■ **DATA TO USE**:
=======

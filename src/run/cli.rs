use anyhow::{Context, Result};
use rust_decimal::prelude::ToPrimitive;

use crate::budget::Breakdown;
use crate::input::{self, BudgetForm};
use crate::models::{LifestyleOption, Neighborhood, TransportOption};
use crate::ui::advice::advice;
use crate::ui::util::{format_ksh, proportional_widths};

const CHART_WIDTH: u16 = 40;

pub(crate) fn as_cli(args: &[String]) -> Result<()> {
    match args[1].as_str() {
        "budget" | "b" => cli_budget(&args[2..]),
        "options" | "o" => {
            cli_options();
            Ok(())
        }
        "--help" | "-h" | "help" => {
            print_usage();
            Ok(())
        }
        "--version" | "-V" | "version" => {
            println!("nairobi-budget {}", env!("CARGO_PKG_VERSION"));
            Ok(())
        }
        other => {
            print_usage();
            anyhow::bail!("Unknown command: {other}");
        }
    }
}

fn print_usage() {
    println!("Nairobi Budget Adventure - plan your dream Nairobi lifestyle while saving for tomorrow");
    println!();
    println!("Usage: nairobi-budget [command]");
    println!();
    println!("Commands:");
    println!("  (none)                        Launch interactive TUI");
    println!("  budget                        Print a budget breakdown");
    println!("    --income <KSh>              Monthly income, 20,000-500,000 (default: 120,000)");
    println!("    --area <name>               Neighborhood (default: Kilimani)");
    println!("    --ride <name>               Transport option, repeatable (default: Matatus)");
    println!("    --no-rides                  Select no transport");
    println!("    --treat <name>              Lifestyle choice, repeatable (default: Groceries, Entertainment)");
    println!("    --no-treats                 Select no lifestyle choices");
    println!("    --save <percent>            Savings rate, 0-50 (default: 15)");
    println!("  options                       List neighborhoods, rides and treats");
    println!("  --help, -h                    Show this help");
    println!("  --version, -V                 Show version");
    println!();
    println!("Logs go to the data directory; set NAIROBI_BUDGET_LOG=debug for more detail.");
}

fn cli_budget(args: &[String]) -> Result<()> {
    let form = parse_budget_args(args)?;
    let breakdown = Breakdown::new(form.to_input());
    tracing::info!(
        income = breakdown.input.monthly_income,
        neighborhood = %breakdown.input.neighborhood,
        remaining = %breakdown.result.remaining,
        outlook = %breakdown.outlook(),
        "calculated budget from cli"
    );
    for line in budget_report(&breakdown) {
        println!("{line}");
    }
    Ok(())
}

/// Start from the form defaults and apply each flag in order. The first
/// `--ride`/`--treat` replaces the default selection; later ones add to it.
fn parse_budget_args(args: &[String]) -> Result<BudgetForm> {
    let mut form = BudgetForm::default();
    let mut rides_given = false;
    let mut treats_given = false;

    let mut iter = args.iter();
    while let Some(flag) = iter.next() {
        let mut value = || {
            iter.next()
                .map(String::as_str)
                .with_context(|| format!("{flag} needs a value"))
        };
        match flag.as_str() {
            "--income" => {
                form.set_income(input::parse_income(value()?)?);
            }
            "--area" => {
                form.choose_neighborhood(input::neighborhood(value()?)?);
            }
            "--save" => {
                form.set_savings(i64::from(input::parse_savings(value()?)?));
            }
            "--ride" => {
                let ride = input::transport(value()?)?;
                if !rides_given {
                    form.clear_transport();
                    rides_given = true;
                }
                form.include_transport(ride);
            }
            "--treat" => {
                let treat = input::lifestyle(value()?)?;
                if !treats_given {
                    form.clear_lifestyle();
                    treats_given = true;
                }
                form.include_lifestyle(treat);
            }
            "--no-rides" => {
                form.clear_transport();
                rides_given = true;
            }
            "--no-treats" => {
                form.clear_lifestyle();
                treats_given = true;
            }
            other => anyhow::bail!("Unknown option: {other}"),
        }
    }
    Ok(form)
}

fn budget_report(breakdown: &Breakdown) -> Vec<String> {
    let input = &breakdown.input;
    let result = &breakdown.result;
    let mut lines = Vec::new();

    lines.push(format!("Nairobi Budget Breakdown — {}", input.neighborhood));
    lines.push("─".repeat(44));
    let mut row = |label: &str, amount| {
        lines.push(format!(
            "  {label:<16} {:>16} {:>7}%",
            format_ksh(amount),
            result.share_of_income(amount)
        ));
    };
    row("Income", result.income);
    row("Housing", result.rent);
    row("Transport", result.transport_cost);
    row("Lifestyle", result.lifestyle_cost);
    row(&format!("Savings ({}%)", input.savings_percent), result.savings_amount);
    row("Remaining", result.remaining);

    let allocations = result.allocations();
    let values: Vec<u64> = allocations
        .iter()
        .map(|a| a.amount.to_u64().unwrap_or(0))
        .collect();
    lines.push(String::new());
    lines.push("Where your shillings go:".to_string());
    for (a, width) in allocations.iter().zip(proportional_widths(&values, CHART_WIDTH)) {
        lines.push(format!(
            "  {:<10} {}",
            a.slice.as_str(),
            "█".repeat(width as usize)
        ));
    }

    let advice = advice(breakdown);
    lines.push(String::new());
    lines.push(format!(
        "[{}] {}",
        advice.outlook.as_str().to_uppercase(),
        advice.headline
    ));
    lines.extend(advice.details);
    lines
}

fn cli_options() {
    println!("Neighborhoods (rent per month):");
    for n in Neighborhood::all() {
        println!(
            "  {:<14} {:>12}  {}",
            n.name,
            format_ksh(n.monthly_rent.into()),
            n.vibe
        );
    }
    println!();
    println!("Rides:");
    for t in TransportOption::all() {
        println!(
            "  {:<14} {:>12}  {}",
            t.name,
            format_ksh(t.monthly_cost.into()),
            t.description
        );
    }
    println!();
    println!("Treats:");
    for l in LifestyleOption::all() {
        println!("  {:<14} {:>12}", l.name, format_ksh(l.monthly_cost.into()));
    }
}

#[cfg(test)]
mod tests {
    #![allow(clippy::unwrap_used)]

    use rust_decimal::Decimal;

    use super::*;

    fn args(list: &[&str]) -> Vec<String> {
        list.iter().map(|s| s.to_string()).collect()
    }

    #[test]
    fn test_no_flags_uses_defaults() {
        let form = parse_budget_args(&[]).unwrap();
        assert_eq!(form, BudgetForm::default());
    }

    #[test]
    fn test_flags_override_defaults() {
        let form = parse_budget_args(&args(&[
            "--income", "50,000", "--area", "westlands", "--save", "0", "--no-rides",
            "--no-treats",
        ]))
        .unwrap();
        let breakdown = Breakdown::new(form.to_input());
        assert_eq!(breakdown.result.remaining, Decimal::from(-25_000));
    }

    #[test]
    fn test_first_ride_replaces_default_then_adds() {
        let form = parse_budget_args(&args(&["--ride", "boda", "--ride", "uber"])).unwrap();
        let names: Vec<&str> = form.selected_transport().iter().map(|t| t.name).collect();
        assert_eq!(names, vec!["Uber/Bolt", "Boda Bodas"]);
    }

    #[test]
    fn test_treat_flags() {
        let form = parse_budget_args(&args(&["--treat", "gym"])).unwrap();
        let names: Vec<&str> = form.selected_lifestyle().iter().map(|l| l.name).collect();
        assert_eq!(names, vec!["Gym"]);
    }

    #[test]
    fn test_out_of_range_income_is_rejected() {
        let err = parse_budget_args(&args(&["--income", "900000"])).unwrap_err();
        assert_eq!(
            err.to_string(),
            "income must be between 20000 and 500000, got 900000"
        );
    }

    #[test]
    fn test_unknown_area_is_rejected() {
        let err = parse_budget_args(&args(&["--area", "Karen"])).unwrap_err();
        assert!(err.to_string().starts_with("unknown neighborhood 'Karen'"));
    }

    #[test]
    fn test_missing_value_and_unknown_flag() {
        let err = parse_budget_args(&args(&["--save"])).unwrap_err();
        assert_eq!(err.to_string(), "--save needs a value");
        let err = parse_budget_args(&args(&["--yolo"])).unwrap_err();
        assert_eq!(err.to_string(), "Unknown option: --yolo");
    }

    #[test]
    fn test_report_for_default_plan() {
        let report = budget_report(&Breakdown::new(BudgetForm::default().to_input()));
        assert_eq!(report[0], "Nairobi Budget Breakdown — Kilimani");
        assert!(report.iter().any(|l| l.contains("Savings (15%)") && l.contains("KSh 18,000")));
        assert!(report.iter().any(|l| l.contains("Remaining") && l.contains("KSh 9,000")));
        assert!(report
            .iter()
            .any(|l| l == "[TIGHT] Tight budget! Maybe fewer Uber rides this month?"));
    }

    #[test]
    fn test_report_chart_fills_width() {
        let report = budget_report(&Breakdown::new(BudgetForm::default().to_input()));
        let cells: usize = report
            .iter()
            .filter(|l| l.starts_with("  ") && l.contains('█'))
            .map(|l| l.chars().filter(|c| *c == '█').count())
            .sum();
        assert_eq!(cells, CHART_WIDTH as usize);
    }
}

=======

■ **ASSIGNMENT**:
The required output is the exact run of lines from the beginning of the listing above to the line that contains "const CHART_WIDTH: u16 = 40;", inclusive of both.

■ **ANSWER TO THE EXERCISE**:
filename src/run/cli.rs
use anyhow::{Context, Result};
use rust_decimal::prelude::ToPrimitive;

use crate::budget::Breakdown;
use crate::input::{self, BudgetForm};
use crate::models::{LifestyleOption, Neighborhood, TransportOption};
use crate::ui::advice::advice;
use crate::ui::util::{format_ksh, proportional_widths};

const CHART_WIDTH: u16 = 40;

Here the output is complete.